REQUIRED WORK: Return, exactly and in full, the lines of the records below starting at the one with "in first-seen order." and ending at the one with "let mut path = Vec::new();", and no other lines.

──────── SUPPLIED MATERIAL

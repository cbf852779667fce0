//! Soil type models

use serde::{Deserialize, Serialize};

/// A soil type in the static catalog
#[derive(Debug, Clone, Serialize, Deserialize, PartialEq)]
#[serde(rename_all = "camelCase")]
pub struct SoilType {
    pub id: String,
    pub name: String,
    pub description: String,
    pub characteristics: Vec<String>,
}
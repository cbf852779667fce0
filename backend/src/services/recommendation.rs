//! Planting recommendation service

use std::sync::Arc;

use serde::Deserialize;
use shared::{
    score_with_policy, validate_scoring_input, LookupPolicy, Recommendation, ReferenceTables,
};

use crate::error::AppResult;

/// Scores planting requests against the reference tables
#[derive(Clone)]
pub struct RecommendationService {
    tables: Arc<dyn ReferenceTables>,
    policy: LookupPolicy,
}

/// Input for a planting recommendation
#[derive(Debug, Clone, Deserialize)]
#[serde(rename_all = "camelCase")]
pub struct RecommendationInput {
    pub crop_id: String,
    pub soil_id: String,
    pub desired_yield: f64,
}

impl RecommendationService {
    /// Create a new RecommendationService instance
    pub fn new(tables: Arc<dyn ReferenceTables>, policy: LookupPolicy) -> Self {
        Self { tables, policy }
    }

    /// Validate the input and score it
    pub fn recommend(&self, input: &RecommendationInput) -> AppResult<Recommendation> {
        validate_scoring_input(&input.crop_id, &input.soil_id, input.desired_yield)?;

        let recommendation = score_with_policy(
            self.tables.as_ref(),
            input.crop_id.trim(),
            input.soil_id.trim(),
            input.desired_yield,
            self.policy,
        )?;

        tracing::debug!(
            crop_id = %input.crop_id,
            soil_id = %input.soil_id,
            confidence = recommendation.confidence,
            "Scored planting request"
        );
        Ok(recommendation)
    }
}

#[cfg(test)]
mod tests {
    use super::*;
    use crate::error::AppError;
    use shared::{InputError, LookupError, StaticReferenceTables};

    fn input(crop_id: &str, soil_id: &str, desired_yield: f64) -> RecommendationInput {
        RecommendationInput {
            crop_id: crop_id.to_string(),
            soil_id: soil_id.to_string(),
            desired_yield,
        }
    }

    fn service(policy: LookupPolicy) -> RecommendationService {
        RecommendationService::new(Arc::new(StaticReferenceTables::builtin()), policy)
    }

    #[test]
    fn scores_valid_input() {
        let rec = service(LookupPolicy::Lenient)
            .recommend(&input("wheat", "alluvial", 4.0))
            .unwrap();
        assert_eq!(rec.expected_yield, 3.6);
        assert_eq!(rec.confidence, 81);
    }

    #[test]
    fn rejects_missing_crop() {
        let err = service(LookupPolicy::Lenient)
            .recommend(&input("", "alluvial", 4.0))
            .unwrap_err();
        assert!(matches!(err, AppError::Input(InputError::MissingCrop)));
    }

    #[test]
    fn lenient_policy_defaults_unknown_crop() {
        let rec = service(LookupPolicy::Lenient)
            .recommend(&input("quinoa", "alluvial", 4.0))
            .unwrap();
        assert_eq!(rec.factors.soil_suitability, 0.8);
    }

    #[test]
    fn strict_policy_rejects_unknown_crop() {
        let err = service(LookupPolicy::Strict)
            .recommend(&input("quinoa", "alluvial", 4.0))
            .unwrap_err();
        assert!(matches!(
            err,
            AppError::Lookup(LookupError::UnknownCrop(ref id)) if id == "quinoa"
        ));
    }
}
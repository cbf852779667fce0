//! HTTP handlers

pub mod classify;
pub mod health;
pub mod recommendation;
pub mod reference;

pub use classify::classify;
pub use health::health_check;
pub use recommendation::recommend;
pub use reference::{list_climate, list_crops, list_soils};
//! Document → envelope.
//!
//! The encoder walks the graph depth-first. Containers (objects, arrays,
//! maps, sets) are descended into; maps are walked as arrays of `[key, value]`
//! pairs and sets as arrays of members. Every other node and every special
//! scalar is replaced by its JSON payload and gets a type tag at its path.
//!
//! Identity is tracked per [`NodeId`]: each path a node is reached from is
//! recorded, and nodes reached from more than one path become referential
//! equalities. Big integers and `NaN` are not primitives to superjson either;
//! they are tracked by value, so repeats of an equal value are equalities
//! too. A node that is already on the current descent path (a cycle) is
//! written as `null`.

use std::collections::HashMap;

use indexmap::IndexMap;
use serde_json::Value as Json;

use crate::codec::SuperJsonOptions;
use crate::error::EncodeError;
use crate::meta::{Children, Envelope, EqualityPaths, Meta, ReferentialEqualities, TypeTag, TypeTree, FORMAT_VERSION};
use crate::path::{escape_key, stringify_path};
use crate::plain::js_number;
use crate::types::{to_iso_string, BigInt};
use crate::value::{Document, Node, NodeId, Value};

/// Keys that would reach `Object.prototype` on a JavaScript client.
pub(crate) const FORBIDDEN_KEYS: [&str; 3] = ["__proto__", "constructor", "prototype"];

/// What referential equality is keyed on.
#[derive(Debug, Clone, PartialEq, Eq, Hash)]
enum Identity {
    Node(NodeId),
    BigInt(BigInt),
    NaN,
}

/// Result of walking one value.
#[derive(Debug, Clone)]
struct Walked {
    /// `None` for `undefined`, which is dropped from objects.
    json: Option<Json>,
    annotations: Option<TypeTree>,
}

impl Walked {
    fn plain(json: Json) -> Self {
        Self { json: Some(json), annotations: None }
    }

    fn tagged(json: Option<Json>, tag: TypeTag) -> Self {
        Self { json, annotations: Some(TypeTree::leaf(tag)) }
    }

    fn null() -> Self {
        Self::plain(Json::Null)
    }
}

/// Single-use encoder over one document.
pub struct Encoder<'a> {
    doc: &'a Document,
    options: &'a SuperJsonOptions,
    /// Every path each identity was reached from, in first-seen order.
    identities: IndexMap<Identity, Vec<Vec<String>>>,
    seen: HashMap<Identity, Walked>,
    /// Containers currently being descended into.
    ancestors: Vec<NodeId>,
}

impl<'a> Encoder<'a> {
    pub fn new(doc: &'a Document, options: &'a SuperJsonOptions) -> Self {
        Self {
            doc,
            options,
            identities: IndexMap::new(),
            seen: HashMap::new(),
            ancestors: Vec::new(),
        }
    }

    pub fn encode(mut self) -> Result<Envelope, EncodeError> {
        let doc = self.doc;
        let mut path = Vec::new();
        let walked = self.walk(doc.root(), &mut path, 0)?;

        let values = walked.annotations;
        let referential_equalities = self.equalities();
        let meta = (values.is_some() || referential_equalities.is_some()).then_some(Meta {
            values,
            referential_equalities,
            v: Some(FORMAT_VERSION),
        });
        Ok(Envelope { json: walked.json, meta })
    }

    // ----------------------------------------------------------------
    // Walk

    fn walk(&mut self, value: &'a Value, path: &mut Vec<String>, depth: usize) -> Result<Walked, EncodeError> {
        Ok(match value {
            Value::Undefined => Walked::tagged(None, TypeTag::Undefined),
            Value::Null => Walked::null(),
            Value::Bool(b) => Walked::plain(Json::Bool(*b)),
            Value::Number(n) if n.is_nan() => self.walk_by_value(Identity::NaN, path, || {
                Walked::tagged(Some(Json::String("NaN".to_string())), TypeTag::Number)
            }),
            Value::Number(n) => match special_number(*n) {
                Some(text) => Walked::tagged(Some(Json::String(text.to_string())), TypeTag::Number),
                None => Walked::plain(js_number(*n)),
            },
            Value::String(s) => Walked::plain(Json::String(s.clone())),
            Value::BigInt(b) => self.walk_by_value(Identity::BigInt(b.clone()), path, || {
                Walked::tagged(Some(Json::String(b.to_string())), TypeTag::BigInt)
            }),
            Value::Ref(id) => self.walk_node(*id, path, depth)?,
        })
    }

    /// Records `path` for `identity`; returns the earlier result if it was
    /// already walked (`null` under dedupe).
    fn revisit(&mut self, identity: &Identity, path: &[String]) -> Option<Walked> {
        self.identities.entry(identity.clone()).or_default().push(path.to_vec());
        let seen = self.seen.get(identity)?;
        Some(if self.options.dedupe { Walked::null() } else { seen.clone() })
    }

    fn walk_by_value(&mut self, identity: Identity, path: &[String], leaf: impl FnOnce() -> Walked) -> Walked {
        if let Some(walked) = self.revisit(&identity, path) {
            return walked;
        }
        let walked = leaf();
        self.seen.insert(identity, walked.clone());
        walked
    }

    fn walk_node(&mut self, id: NodeId, path: &mut Vec<String>, depth: usize) -> Result<Walked, EncodeError> {
        let identity = Identity::Node(id);
        if let Some(walked) = self.revisit(&identity, path) {
            return Ok(walked);
        }
        let doc = self.doc;
        let node = doc.node_by_id(id).ok_or(EncodeError::DanglingRef(id.index()))?;
        if !node.is_container() {
            let walked = self.leaf(node);
            self.seen.insert(identity, walked.clone());
            return Ok(walked);
        }
        if self.ancestors.contains(&id) {
            return Ok(Walked::null());
        }
        if depth >= self.options.max_depth {
            return Err(EncodeError::DepthExceeded(self.options.max_depth));
        }

        self.ancestors.push(id);
        let mut inner = Children::new();
        let (tag, json) = match node {
            Node::Object(fields) => {
                let mut out = serde_json::Map::new();
                for (key, v) in fields {
                    if FORBIDDEN_KEYS.contains(&key.as_str()) {
                        return Err(EncodeError::ForbiddenKey(key.clone()));
                    }
                    path.push(key.clone());
                    let walked = self.walk(v, path, depth + 1)?;
                    path.pop();
                    if let Some(json) = walked.json {
                        out.insert(key.clone(), json);
                    }
                    nest(&mut inner, key, walked.annotations);
                }
                (None, Json::Object(out))
            }
            Node::Array(items) => (None, self.walk_items(items, path, depth, &mut inner)?),
            Node::Set(members) => (Some(TypeTag::Set), self.walk_items(members, path, depth, &mut inner)?),
            Node::Map(entries) => {
                let mut out = Vec::with_capacity(entries.len());
                for (i, (k, v)) in entries.iter().enumerate() {
                    let index = i.to_string();
                    path.push(index.clone());
                    let walked = self.walk_entry(k, v, path, depth + 1)?;
                    path.pop();
                    out.push(walked.json.unwrap_or(Json::Null));
                    nest(&mut inner, &index, walked.annotations);
                }
                (Some(TypeTag::Map), Json::Array(out))
            }
            _ => unreachable!("leaf nodes are handled above"),
        };
        self.ancestors.pop();

        let annotations = match (tag, inner.is_empty()) {
            (tag, true) => tag.map(TypeTree::leaf),
            (Some(tag), false) => Some(TypeTree::Node { tag, children: Some(inner) }),
            (None, false) => Some(TypeTree::Paths(inner)),
        };
        let walked = Walked { json: Some(json), annotations };
        self.seen.insert(identity, walked.clone());
        Ok(walked)
    }

    fn walk_items(
        &mut self,
        items: &'a [Value],
        path: &mut Vec<String>,
        depth: usize,
        inner: &mut Children,
    ) -> Result<Json, EncodeError> {
        let mut out = Vec::with_capacity(items.len());
        for (i, item) in items.iter().enumerate() {
            let index = i.to_string();
            path.push(index.clone());
            let walked = self.walk(item, path, depth + 1)?;
            path.pop();
            out.push(walked.json.unwrap_or(Json::Null));
            nest(inner, &index, walked.annotations);
        }
        Ok(Json::Array(out))
    }

    /// A map entry is written as the fresh pair array `[key, value]`.
    fn walk_entry(
        &mut self,
        key: &'a Value,
        value: &'a Value,
        path: &mut Vec<String>,
        depth: usize,
    ) -> Result<Walked, EncodeError> {
        let mut inner = Children::new();
        let mut pair = Vec::with_capacity(2);
        for (slot, v) in [("0", key), ("1", value)] {
            path.push(slot.to_string());
            let walked = self.walk(v, path, depth + 1)?;
            path.pop();
            pair.push(walked.json.unwrap_or(Json::Null));
            nest(&mut inner, slot, walked.annotations);
        }
        let annotations = (!inner.is_empty()).then_some(TypeTree::Paths(inner));
        Ok(Walked { json: Some(Json::Array(pair)), annotations })
    }

    fn leaf(&self, node: &Node) -> Walked {
        let (tag, json) = match node {
            Node::Date(d) => (TypeTag::Date, Json::String(to_iso_string(d))),
            Node::RegExp(r) => (TypeTag::RegExp, Json::String(r.to_string())),
            Node::Url(u) => (TypeTag::Url, Json::String(u.as_str().to_string())),
            Node::Error(e) => {
                let mut out = serde_json::Map::new();
                out.insert("name".to_string(), Json::String(e.name.clone()));
                out.insert("message".to_string(), Json::String(e.message.clone()));
                for prop in &self.options.allowed_error_props {
                    if let Some(v) = e.props.get(prop) {
                        out.insert(prop.clone(), v.clone());
                    }
                }
                (TypeTag::Error, Json::Object(out))
            }
            Node::Object(_) | Node::Array(_) | Node::Map(_) | Node::Set(_) => {
                unreachable!("containers are walked")
            }
        };
        Walked::tagged(Some(json), tag)
    }

    // ----------------------------------------------------------------
    // Referential equalities

    fn equalities(&mut self) -> Option<ReferentialEqualities> {
        let mut root = None;
        let mut others = EqualityPaths::new();
        for (_, mut paths) in self.identities.drain(..) {
            if paths.len() <= 1 {
                continue;
            }
            if !self.options.dedupe {
                // Stable: among equally short paths the first seen stays first.
                paths.sort_by_key(Vec::len);
            }
            let representative = paths.remove(0);
            let identical: Vec<String> = paths.iter().map(|p| stringify_path(p)).collect();
            if representative.is_empty() {
                root = Some(identical);
            } else {
                others.insert(stringify_path(&representative), identical);
            }
        }
        match root {
            Some(root) => Some(ReferentialEqualities::Rooted {
                root,
                others: (!others.is_empty()).then_some(others),
            }),
            None => (!others.is_empty()).then_some(ReferentialEqualities::Paths(others)),
        }
    }
}

/// Hoists a child's annotations into its parent's children map.
fn nest(inner: &mut Children, key: &str, annotations: Option<TypeTree>) {
    match annotations {
        Some(node @ TypeTree::Node { .. }) => {
            inner.insert(escape_key(key), node);
        }
        Some(TypeTree::Paths(children)) => {
            let prefix = escape_key(key);
            for (sub, tree) in children {
                inner.insert(format!("{prefix}.{sub}"), tree);
            }
        }
        None => {}
    }
}

/// Wire text for numbers JSON cannot carry.
fn special_number(n: f64) -> Option<&'static str> {
    if n.is_nan() {
        Some("NaN")
    } else if n == f64::INFINITY {
        Some("Infinity")
    } else if n == f64::NEG_INFINITY {
        Some("-Infinity")
    } else if n == 0.0 && n.is_sign_negative() {
        Some("-0")
    } else {
        None
    }
}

────────────────

TASK ANSWER:
    /// Every path each identity was reached from, in first-seen order.
    identities: IndexMap<Identity, Vec<Vec<String>>>,
    seen: HashMap<Identity, Walked>,
    /// Containers currently being descended into.
    ancestors: Vec<NodeId>,
}

impl<'a> Encoder<'a> {
    pub fn new(doc: &'a Document, options: &'a SuperJsonOptions) -> Self {
        Self {
            doc,
            options,
            identities: IndexMap::new(),
            seen: HashMap::new(),
            ancestors: Vec::new(),
        }
    }

    pub fn encode(mut self) -> Result<Envelope, EncodeError> {
        let doc = self.doc;
        let mut path = Vec::new();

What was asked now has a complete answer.